Gauche, droite, ces quarante dernières années, chacun y est allé de sa formule. «On a l'impression que c'est le FN qui a mis ça sur la table mais l'électorat du FN n'était pas un problème pour Giscard, ajoute Sylvain Laurens. L'hostilité aux étrangers, telle qu'on la met dans la bouche du peuple, permet de justifier les politiques migratoires et élude la question de l'éventuel racisme des dirigeants.» Ce sera Jacques Chirac, avec son «bruit et l'odeur». Ou Jean-Marie Le Pen, pour qui «1 million de chômeurs, c'est 1 million d'immigrés de trop». Reprenant l'antienne rabâchée sur tout l'échiquier politique – lier «humanité et fermeté» quand on légifère sur l'immigration –, l'ex-ministre de l'Intérieur d'Emmanuel Macron, Gérard Collomb, s'inscrivait dans la continuité de la formule de Michel Rocard sur l'incapacité à «accueillir toute la misère du monde».

Même si les débats ne seront cette fois pas suivis d'un vote, se pencher sur l'empilement de textes législatifs et réglementaires depuis les années 70 est éclairant. Auparavant, «l'immigration n'était pas un problème. Les gens rentraient avec des accords de circulation et étaient régularisés a posteriori, ça se faisait "à la bonne franquette", analyse la juriste Claire Rodier, directrice du Groupe d'information et de soutien des immigrés (Gisti). Mais à partir de 1974, quand le gouvernement annonce un arrêt provisoire de l'immigration à cause de la crise pétrolière, le sujet devient un marqueur idéologique gauche-droite».

Dans les années 80, le débat de «l’intégration»

L'année 1974, quand VGE arrive à l'Elysée, est présentée comme un tournant «mais c'est l'aboutissement d'évolutions souterraines déjà au cœur de l'Etat, tempère Sylvain Laurens. [Après la décolonisation], les personnels coloniaux qui voulaient maintenir leurs prérogatives ont poussé pour la création de la direction de la population et des migrations. Le décalage entre le discours politique et la réalité des flux migratoires commence». Exemple : après la suspension de l'immigration par le gouvernement, le chômage ne baisse pas, les immigrés n'occupant pas les mêmes emplois que les nationaux. Résultat : le nombre d'emplois non pourvus explose et l'Etat sera très vite obligé de faire des dérogations. En 1978, VGE et son secrétaire d'Etat, Lionel Stoléru, tenteront de faire rentrer en Algérie des milliers de travailleurs, rapporte l'historien Patrick Weil. Le ministre des Affaires étrangères et le chef du gouvernement, Raymond Barre, les en dissuaderont.

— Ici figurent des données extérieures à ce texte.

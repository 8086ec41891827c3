//! 大端字节读取器.
//!
//! 在一段只读字节切片上维护读取游标, 所有读取操作都先做边界检查,
//! 数据不够时返回 [`FlvError::NeedMoreData`] 而不是越界访问.
//!
//! 调用方拿到的子切片直接借用源数据, 不发生拷贝.

use byteorder::{BigEndian, ByteOrder};

use crate::{FlvError, FlvResult};

/// 字节读取器
///
/// # 示例
/// ```
/// use flvkit_core::ByteReader;
///
/// let data = [0x09, 0x00, 0x00, 0x07, 0xAA];
/// let mut br = ByteReader::new(&data);
/// assert_eq!(br.read_u8().unwrap(), 9);
/// assert_eq!(br.read_u24_be().unwrap(), 7);
/// assert_eq!(br.remaining(), 1);
/// assert!(br.read_u16_be().is_err());
/// ```
#[derive(Debug, Clone)]
pub struct ByteReader<'a> {
    /// 源数据
    data: &'a [u8],
    /// 当前读取位置
    pos: usize,
}

impl<'a> ByteReader<'a> {
    /// 创建新的字节读取器
    pub fn new(data: &'a [u8]) -> Self {
        Self { data, pos: 0 }
    }

    /// 已读取的字节数
    pub fn position(&self) -> usize {
        self.pos
    }

    /// 剩余可读字节数
    pub fn remaining(&self) -> usize {
        self.data.len() - self.pos
    }

    /// 是否已读完
    pub fn is_empty(&self) -> bool {
        self.remaining() == 0
    }

    /// 取出接下来的 `count` 个字节
    pub fn read_bytes(&mut self, count: usize) -> FlvResult<&'a [u8]> {
        if count > self.remaining() {
            return Err(FlvError::NeedMoreData);
        }
        let bytes = &self.data[self.pos..self.pos + count];
        self.pos += count;
        Ok(bytes)
    }

    /// 取出全部剩余字节
    pub fn read_rest(&mut self) -> &'a [u8] {
        let bytes = &self.data[self.pos..];
        self.pos = self.data.len();
        bytes
    }

    /// 跳过指定字节数
    pub fn skip(&mut self, count: usize) -> FlvResult<()> {
        self.read_bytes(count).map(|_| ())
    }

    /// 查看下一个字节, 不移动游标
    pub fn peek_u8(&self) -> FlvResult<u8> {
        self.data.get(self.pos).copied().ok_or(FlvError::NeedMoreData)
    }

    /// 读取 1 个字节
    pub fn read_u8(&mut self) -> FlvResult<u8> {
        Ok(self.read_bytes(1)?[0])
    }

    /// 读取 u16 大端
    pub fn read_u16_be(&mut self) -> FlvResult<u16> {
        Ok(BigEndian::read_u16(self.read_bytes(2)?))
    }

    /// 读取 u24 大端 (3 字节无符号整数)
    pub fn read_u24_be(&mut self) -> FlvResult<u32> {
        Ok(BigEndian::read_u24(self.read_bytes(3)?))
    }

    /// 读取 i24 大端 (3 字节有符号整数, 符号扩展到 i32)
    pub fn read_i24_be(&mut self) -> FlvResult<i32> {
        Ok(BigEndian::read_i24(self.read_bytes(3)?))
    }

    /// 读取 u32 大端
    pub fn read_u32_be(&mut self) -> FlvResult<u32> {
        Ok(BigEndian::read_u32(self.read_bytes(4)?))
    }

    /// 读取 IEEE 754 双精度浮点 (大端)
    ///
    /// 先把 8 个字节整体拷贝到定长数组, 再按大端解释位模式.
    pub fn read_f64_be(&mut self) -> FlvResult<f64> {
        let mut raw = [0u8; 8];
        raw.copy_from_slice(self.read_bytes(8)?);
        Ok(f64::from_be_bytes(raw))
    }
}

#[cfg(test)]
mod tests {
    use super::*;

    #[test]
    fn test_读取整数() {
        let data = [0x12, 0x34, 0x56, 0x78, 0x9A, 0xBC, 0xDE, 0xF0, 0x11, 0x22];
        let mut br = ByteReader::new(&data);
        assert_eq!(br.read_u8().unwrap(), 0x12);
        assert_eq!(br.read_u16_be().unwrap(), 0x3456);
        assert_eq!(br.read_u24_be().unwrap(), 0x789ABC);
        assert_eq!(br.read_u32_be().unwrap(), 0xDEF0_1122);
        assert!(br.is_empty());
    }

    #[test]
    fn test_i24_符号扩展() {
        let mut br = ByteReader::new(&[0xFF, 0xFF, 0xFE, 0x00, 0x01, 0x00]);
        assert_eq!(br.read_i24_be().unwrap(), -2);
        assert_eq!(br.read_i24_be().unwrap(), 256);
    }

    #[test]
    fn test_读取浮点() {
        let bytes = 10.0f64.to_be_bytes();
        let mut br = ByteReader::new(&bytes);
        assert_eq!(br.read_f64_be().unwrap(), 10.0);
    }

    #[test]
    fn test_越界返回数据不足() {
        let data = [0x01, 0x02];
        let mut br = ByteReader::new(&data);
        assert!(br.read_u24_be().unwrap_err().is_need_more_data());
        // 失败的读取不移动游标
        assert_eq!(br.position(), 0);
        assert_eq!(br.read_bytes(2).unwrap(), &[0x01, 0x02]);
        assert!(br.peek_u8().is_err());
    }

    #[test]
    fn test_read_rest() {
        let data = [1, 2, 3, 4];
        let mut br = ByteReader::new(&data);
        br.skip(1).unwrap();
        assert_eq!(br.read_rest(), &[2, 3, 4]);
        assert_eq!(br.remaining(), 0);
    }
}
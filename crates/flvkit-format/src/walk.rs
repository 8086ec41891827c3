//! 借助 PreviousTagSize 从尾部反向遍历 Tag.
//!
//! 每个 Tag 之后的 4 字节记录了 "头部 + 数据区" 的长度, 从流末尾开始
//! 依次读取这个字段即可定位前一个 Tag, 无需从头扫描. 常用于读取
//! 文件最后的若干 Tag (例如求时长).

use flvkit_core::{ByteReader, FlvError, FlvResult};

use crate::preamble::Preamble;
use crate::tag::{PREV_TAG_SIZE_LEN, TAG_HEADER_SIZE, TagHeader, TagKind};

/// Tag 在流中的位置
#[derive(Debug, Clone, Copy, PartialEq, Eq)]
pub struct TagSpan {
    /// Tag 头部的起始偏移
    pub offset: usize,
    /// 占用字节数 (含 PreviousTagSize)
    pub size: usize,
    /// Tag 类型
    pub kind: TagKind,
    /// 时间戳 (毫秒)
    pub timestamp: u32,
}

/// 反向遍历器
#[derive(Debug, Clone)]
pub struct BackwardWalk<'a> {
    /// 完整的 FLV 数据
    data: &'a [u8],
    /// 第一个 Tag 的起始偏移
    data_start: usize,
    /// 尚未遍历部分的末尾
    end: usize,
    /// 遇到错误后停止
    done: bool,
}

/// 从完整 FLV 数据的末尾开始反向遍历 Tag
///
/// 数据必须带 PreviousTagSize, 且以完整的 Tag 结尾.
pub fn walk_backward(data: &[u8]) -> FlvResult<BackwardWalk<'_>> {
    let (_, data_start) = Preamble::decode(data, true)?;
    Ok(BackwardWalk {
        data,
        data_start,
        end: data.len(),
        done: false,
    })
}

impl BackwardWalk<'_> {
    fn step(&mut self) -> FlvResult<TagSpan> {
        let available = self.end - self.data_start;
        if available < PREV_TAG_SIZE_LEN {
            return Err(FlvError::InvalidData(format!(
                "偏移 {} 处剩余 {available} 字节, 不足以读取 PreviousTagSize",
                self.end
            )));
        }

        let size_pos = self.end - PREV_TAG_SIZE_LEN;
        let prev_size = ByteReader::new(&self.data[size_pos..self.end]).read_u32_be()? as usize;
        if prev_size < TAG_HEADER_SIZE || prev_size > size_pos - self.data_start {
            return Err(FlvError::InvalidData(format!(
                "偏移 {size_pos} 处 PreviousTagSize={prev_size} 无效"
            )));
        }

        let offset = size_pos - prev_size;
        let header = TagHeader::decode(&self.data[offset..size_pos])?;
        if TAG_HEADER_SIZE + header.data_size as usize != prev_size {
            return Err(FlvError::InvalidData(format!(
                "偏移 {offset} 处 DataSize={} 与 PreviousTagSize={prev_size} 不一致",
                header.data_size
            )));
        }

        self.end = offset;
        Ok(TagSpan {
            offset,
            size: prev_size + PREV_TAG_SIZE_LEN,
            kind: header.kind,
            timestamp: header.timestamp,
        })
    }
}

impl Iterator for BackwardWalk<'_> {
    type Item = FlvResult<TagSpan>;

    fn next(&mut self) -> Option<Self::Item> {
        if self.done || self.end <= self.data_start {
            return None;
        }
        let result = self.step();
        if result.is_err() {
            self.done = true;
        }
        Some(result)
    }
}
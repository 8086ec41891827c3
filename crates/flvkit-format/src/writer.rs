//! FLV 写入器.
//!
//! 将文件头与 Tag 依次写入任意 [`Write`] 输出:
//! - FLV Header (9 bytes)
//! - PreviousTagSize0 (4 bytes = 0)
//! - [FLV Tag + PreviousTagSize] ...

use std::io::Write;

use log::debug;

use flvkit_core::{ByteWriter, FlvError, FlvResult};

use crate::preamble::Preamble;
use crate::tag::Tag;

/// FLV 写入器
pub struct FlvWriter<W: Write> {
    /// 输出
    inner: W,
    /// 是否写入 PreviousTagSize
    trailing_size: bool,
    /// 是否已写入文件头
    header_written: bool,
    /// 已写入的 Tag 数
    tags_written: u64,
    /// 已写入的字节数
    bytes_written: u64,
}

impl<W: Write> FlvWriter<W> {
    /// 创建写入器
    pub fn new(inner: W, trailing_size: bool) -> Self {
        Self {
            inner,
            trailing_size,
            header_written: false,
            tags_written: 0,
            bytes_written: 0,
        }
    }

    /// 写入文件头 (只能写一次)
    pub fn write_header(&mut self, preamble: &Preamble) -> FlvResult<()> {
        if self.header_written {
            return Err(FlvError::InvalidArgument("FLV: 文件头已写入".into()));
        }
        let data = preamble.encode(self.trailing_size);
        self.inner.write_all(&data)?;
        self.bytes_written += data.len() as u64;
        self.header_written = true;
        Ok(())
    }

    /// 写入一个 Tag
    pub fn write_tag(&mut self, tag: &Tag) -> FlvResult<()> {
        if !self.header_written {
            return Err(FlvError::InvalidArgument(
                "FLV: 写入 Tag 前必须先写入文件头".into(),
            ));
        }
        let mut bw = ByteWriter::with_capacity(tag.total_size(self.trailing_size));
        tag.write_to(&mut bw, self.trailing_size)?;
        self.inner.write_all(bw.as_slice())?;
        self.bytes_written += bw.len() as u64;
        self.tags_written += 1;
        Ok(())
    }

    /// 已写入的 Tag 数
    pub fn tags_written(&self) -> u64 {
        self.tags_written
    }

    /// 已写入的字节数
    pub fn bytes_written(&self) -> u64 {
        self.bytes_written
    }

    /// 刷新输出并取回底层写入器
    pub fn finish(mut self) -> FlvResult<W> {
        self.inner.flush()?;
        debug!(
            "FLV: 写入完成, {} 个 Tag, {} 字节",
            self.tags_written, self.bytes_written
        );
        Ok(self.inner)
    }
}

#[cfg(test)]
mod tests {
    use super::*;
    use crate::reader::StreamReader;
    use crate::tag::{AacPacketType, AudioTag, VideoTag};

    #[test]
    fn test_写入后可读回() {
        let tags = vec![
            Tag::video(0, VideoTag::sequence_header(vec![0x01, 0x42, 0x00, 0x1E, 0xFF])),
            Tag::audio(0, AudioTag::aac(AacPacketType::SequenceHeader, vec![0x12, 0x10])),
            Tag::audio(23, AudioTag::aac(AacPacketType::Raw, vec![0xDE, 0xAD, 0xBE, 0xEF])),
        ];

        let mut writer = FlvWriter::new(Vec::new(), true);
        writer.write_header(&Preamble::new(true, true)).unwrap();
        for tag in &tags {
            writer.write_tag(tag).unwrap();
        }
        assert_eq!(writer.tags_written(), 3);
        let expected_len = 13 + tags.iter().map(|t| t.total_size(true)).sum::<usize>();
        assert_eq!(writer.bytes_written(), expected_len as u64);

        let data = writer.finish().unwrap();
        assert_eq!(data.len(), expected_len);
        assert_eq!(StreamReader::new().feed(&data).unwrap(), tags);
    }

    #[test]
    fn test_写入顺序检查() {
        let tag = Tag::video(0, VideoTag::nalu(true, 0, vec![1]));
        let mut writer = FlvWriter::new(Vec::new(), false);
        assert!(writer.write_tag(&tag).is_err());

        writer.write_header(&Preamble::default()).unwrap();
        assert!(writer.write_header(&Preamble::default()).is_err());
        writer.write_tag(&tag).unwrap();

        let data = writer.finish().unwrap();
        assert_eq!(data.len(), 9 + 11 + 6);
    }
}
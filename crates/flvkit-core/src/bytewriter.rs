//! 大端字节写入器.
//!
//! 与 [`ByteReader`](crate::ByteReader) 对应, 向内部缓冲区追加大端序字段.
//! 24 位字段超出范围时返回 [`FlvError::InvalidArgument`], 不做静默截断.

use byteorder::{BigEndian, ByteOrder};

use crate::{FlvError, FlvResult};

/// 24 位无符号整数上限
pub const U24_MAX: u32 = 0x00FF_FFFF;

/// 字节写入器
///
/// # 示例
/// ```
/// use flvkit_core::ByteWriter;
///
/// let mut bw = ByteWriter::new();
/// bw.write_u8(0x09);
/// bw.write_u24_be(5).unwrap();
/// assert_eq!(bw.finish(), vec![0x09, 0x00, 0x00, 0x05]);
/// ```
#[derive(Debug, Default, Clone)]
pub struct ByteWriter {
    /// 输出缓冲区
    data: Vec<u8>,
}

impl ByteWriter {
    /// 创建新的字节写入器
    pub fn new() -> Self {
        Self { data: Vec::new() }
    }

    /// 以指定容量创建字节写入器
    pub fn with_capacity(capacity: usize) -> Self {
        Self {
            data: Vec::with_capacity(capacity),
        }
    }

    /// 已写入的字节数
    pub fn len(&self) -> usize {
        self.data.len()
    }

    /// 是否尚未写入任何数据
    pub fn is_empty(&self) -> bool {
        self.data.is_empty()
    }

    /// 写入原始字节
    pub fn write_bytes(&mut self, bytes: &[u8]) {
        self.data.extend_from_slice(bytes);
    }

    /// 写入 u8
    pub fn write_u8(&mut self, v: u8) {
        self.data.push(v);
    }

    /// 写入 u16 大端
    pub fn write_u16_be(&mut self, v: u16) {
        let mut buf = [0u8; 2];
        BigEndian::write_u16(&mut buf, v);
        self.write_bytes(&buf);
    }

    /// 写入 u24 大端
    pub fn write_u24_be(&mut self, v: u32) -> FlvResult<()> {
        if v > U24_MAX {
            return Err(FlvError::InvalidArgument(format!(
                "数值 {v} 超出 24 位范围"
            )));
        }
        let mut buf = [0u8; 3];
        BigEndian::write_u24(&mut buf, v);
        self.write_bytes(&buf);
        Ok(())
    }

    /// 写入 i24 大端 (取值范围 -8388608..=8388607)
    pub fn write_i24_be(&mut self, v: i32) -> FlvResult<()> {
        if !(-0x80_0000..=0x7F_FFFF).contains(&v) {
            return Err(FlvError::InvalidArgument(format!(
                "数值 {v} 超出有符号 24 位范围"
            )));
        }
        let mut buf = [0u8; 3];
        BigEndian::write_i24(&mut buf, v);
        self.write_bytes(&buf);
        Ok(())
    }

    /// 写入 u32 大端
    pub fn write_u32_be(&mut self, v: u32) {
        let mut buf = [0u8; 4];
        BigEndian::write_u32(&mut buf, v);
        self.write_bytes(&buf);
    }

    /// 写入 IEEE 754 双精度浮点 (大端)
    pub fn write_f64_be(&mut self, v: f64) {
        self.write_bytes(&v.to_be_bytes());
    }

    /// 获取已写入的数据
    pub fn as_slice(&self) -> &[u8] {
        &self.data
    }

    /// 结束写入, 返回缓冲区
    pub fn finish(self) -> Vec<u8> {
        self.data
    }
}

#[cfg(test)]
mod tests {
    use super::*;
    use crate::ByteReader;

    #[test]
    fn test_u24_范围检查() {
        let mut bw = ByteWriter::new();
        assert!(bw.write_u24_be(U24_MAX).is_ok());
        assert!(bw.write_u24_be(U24_MAX + 1).is_err());
        assert_eq!(bw.finish(), vec![0xFF, 0xFF, 0xFF]);
    }

    #[test]
    fn test_i24_负数() {
        let mut bw = ByteWriter::new();
        bw.write_i24_be(-1).unwrap();
        bw.write_i24_be(0x12_3456).unwrap();
        assert!(bw.write_i24_be(0x80_0000).is_err());
        let data = bw.finish();
        assert_eq!(data, vec![0xFF, 0xFF, 0xFF, 0x12, 0x34, 0x56]);

        let mut br = ByteReader::new(&data);
        assert_eq!(br.read_i24_be().unwrap(), -1);
        assert_eq!(br.read_i24_be().unwrap(), 0x12_3456);
    }

    #[test]
    fn test_u16_u32() {
        let mut bw = ByteWriter::with_capacity(6);
        bw.write_u16_be(0x0102);
        bw.write_u32_be(0x0304_0506);
        assert_eq!(bw.len(), 6);
        assert_eq!(bw.as_slice(), &[1, 2, 3, 4, 5, 6]);
    }
}
//! 视频 Tag 数据 (AVC).
//!
//! ```text
//! FrameType (4 bits): 1=keyframe, 2=inter
//! CodecID (4 bits): 7=AVC(H.264)
//! AVCPacketType (1 byte): 0=SeqHeader, 1=NALU, 2=EndOfSeq
//! CompositionTimeOffset (3 bytes, BE, signed)
//! Data
//! ```

use bytes::Bytes;

use flvkit_core::{ByteReader, ByteWriter, FlvResult};

/// FLV 视频编解码器 ID: AVC
pub const FLV_CODEC_AVC: u8 = 7;

/// 视频子头部长度
pub const VIDEO_HEADER_SIZE: usize = 5;

const FRAME_TYPE_KEY: u8 = 1;
const FRAME_TYPE_INTER: u8 = 2;

/// AVCPacketType
#[derive(Debug, Clone, Copy, PartialEq, Eq)]
pub enum AvcPacketType {
    /// AVCDecoderConfigurationRecord
    SequenceHeader,
    /// 一个或多个 NALU
    Nalu,
    /// 序列结束
    EndOfSequence,
}

impl AvcPacketType {
    /// 类型码
    pub fn code(self) -> u8 {
        match self {
            Self::SequenceHeader => 0,
            Self::Nalu => 1,
            Self::EndOfSequence => 2,
        }
    }

    /// 由类型码解析
    pub fn from_code(code: u8) -> Option<Self> {
        match code {
            0 => Some(Self::SequenceHeader),
            1 => Some(Self::Nalu),
            2 => Some(Self::EndOfSequence),
            _ => None,
        }
    }
}

/// 视频 Tag
#[derive(Debug, Clone, PartialEq, Eq)]
pub struct VideoTag {
    /// 是否为关键帧
    pub is_keyframe: bool,
    /// 子包类型
    pub packet_type: AvcPacketType,
    /// CompositionTimeOffset (毫秒, 有符号 24 位), pts = dts + cts
    pub composition_time: i32,
    /// 子头部之后的数据
    pub data: Bytes,
}

impl VideoTag {
    /// 创建 NALU 视频 Tag
    pub fn nalu(is_keyframe: bool, composition_time: i32, data: impl Into<Bytes>) -> Self {
        Self {
            is_keyframe,
            packet_type: AvcPacketType::Nalu,
            composition_time,
            data: data.into(),
        }
    }

    /// 创建 sequence header 视频 Tag
    pub fn sequence_header(config: impl Into<Bytes>) -> Self {
        Self {
            is_keyframe: true,
            packet_type: AvcPacketType::SequenceHeader,
            composition_time: 0,
            data: config.into(),
        }
    }

    /// 数据区编码长度
    pub fn encoded_len(&self) -> usize {
        VIDEO_HEADER_SIZE + self.data.len()
    }

    /// 写入数据区
    pub fn write_to(&self, bw: &mut ByteWriter) -> FlvResult<()> {
        let frame_type = if self.is_keyframe {
            FRAME_TYPE_KEY
        } else {
            FRAME_TYPE_INTER
        };
        bw.write_u8((frame_type << 4) | FLV_CODEC_AVC);
        bw.write_u8(self.packet_type.code());
        bw.write_i24_be(self.composition_time)?;
        bw.write_bytes(&self.data);
        Ok(())
    }

    /// 解码数据区
    ///
    /// 返回 `None` 表示不是可识别的 AVC 视频数据 (数据区过短、非 AVC、
    /// 未知帧类型或未知子包类型), 调用方按透传 Tag 处理.
    pub fn decode(body: &[u8]) -> Option<Self> {
        let mut br = ByteReader::new(body);
        let video_header = br.read_u8().ok()?;
        let frame_type = (video_header >> 4) & 0x0F;
        let codec_id = video_header & 0x0F;
        if codec_id != FLV_CODEC_AVC || !matches!(frame_type, FRAME_TYPE_KEY | FRAME_TYPE_INTER) {
            return None;
        }

        let packet_type = AvcPacketType::from_code(br.read_u8().ok()?)?;
        let composition_time = br.read_i24_be().ok()?;

        Some(Self {
            is_keyframe: frame_type == FRAME_TYPE_KEY,
            packet_type,
            composition_time,
            data: Bytes::copy_from_slice(br.read_rest()),
        })
    }
}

A partir de 1980, l'entrée et le séjour irrégulier deviennent des motifs d'expulsion (loi Bonnet de 1980), les contrôles d'identité à titre préventif sont légalisés (loi Peyrefitte de 1981, en partie abrogée) et les préfets gagnent l'autorité sur les reconduites à la frontière (loi Pasqua en 1986)… Mais si la loi Pasqua inaugure l'association entre «étrangers et terrorisme», selon François Héran, c'est aussi un moment où l'on commence à s'intéresser à l'intégration. «C'est l'époque de la "Marche des Beurs", de SOS Racisme… Mitterrand a défait ce que VGE avait fait, analyse le sociologue. Même si, après la deuxième année du mandat, il y a eu un durcissement.» Le tournant ne se ressent pas que sur le front économique.

En 1986, Jacques Chirac (RPR) devient Premier ministre, trois ans après les premiers succès du FN aux municipales, qui ne l'encouragent pas à infléchir sa politique. Pendant longtemps, «au gré des alternances, on avait un mouvement de balancier, avec une droite dure et une gauche qui a introduit la carte de séjour de dix ans. Mais peu à peu, ça s'arrête : la loi Joxe en 1989 ne revient pas totalement sur la loi [Peyrefitte] de 1981. En ressort une dégradation progressive des politiques d'intégration et une obsession croissante de l'expulsion», relève Claire Rodier. Alors qu'Edouard Balladur dirige le gouvernement, la loi Méhaignerie de 1993 durcit l'acquisition de la nationalité pour les enfants nés de parents étrangers, et la même année, la seconde loi Pasqua allonge la durée de rétention. En 1998, la loi Guigou restaurera le droit du sol et introduira de nouveaux motifs de régularisation… tout en augmentant la durée de rétention !

Sarkozy durcit la notion d’identité

Nicolas Sarkozy arrivé place Beauvau, le sujet revient sur le devant de la scène de manière presque tapageuse. «A partir de 2006, il y a un grand mécano administratif pour que l'Intérieur récupère le plus de sujets [aux dépens] des ministères du Travail, des Affaires étrangères ou de l'Education. Les ministres de l'Intérieur ont presque tous produit leur loi : Besson, Hortefeux…», observe François Héran, pour qui «c'est amusant que le rapporteur de ces lois ait été Thierry Mariani, qui a ensuite filé au RN». Elu président, sous l'influence de Patrick Buisson, Nicolas Sarkozy va créer le ministère de l'Immigration et de l'Identité nationale, occupant le terrain identitaire alors que Jean-Marie Le Pen perd du poids. Cinq ans après le 21 avril et sa qualification pour le deuxième tour de la présidentielle, le fondateur du Front national a péniblement atteint les 10 % des suffrages en 2007.

«L'idée d'identité était déjà dans l'air avant Sarkozy, mais il cristallise la notion, la durcit», rappelle François Héran. Nicolas Sarkozy ne fait qu'un mandat, poussé vers la sortie de l'Elysée par François Hollande. La gauche est au pouvoir, le balancier peut reprendre ? Le président socialiste fera lui aussi deux lois consacrées à l'immigration et, «dans la continuité de celles de Sarkozy», accuse la Cimade. La déchéance de nationalité, retirée après des semaines de très vive polémique, n'arrangera rien. «Quand on regarde sur la durée, il y a une grande continuité entre les lois, estime Claire Rodier. Cela fait douter de leur efficacité : elles n'apportent pas de modification profonde, sinon de durcir la vie des gens.»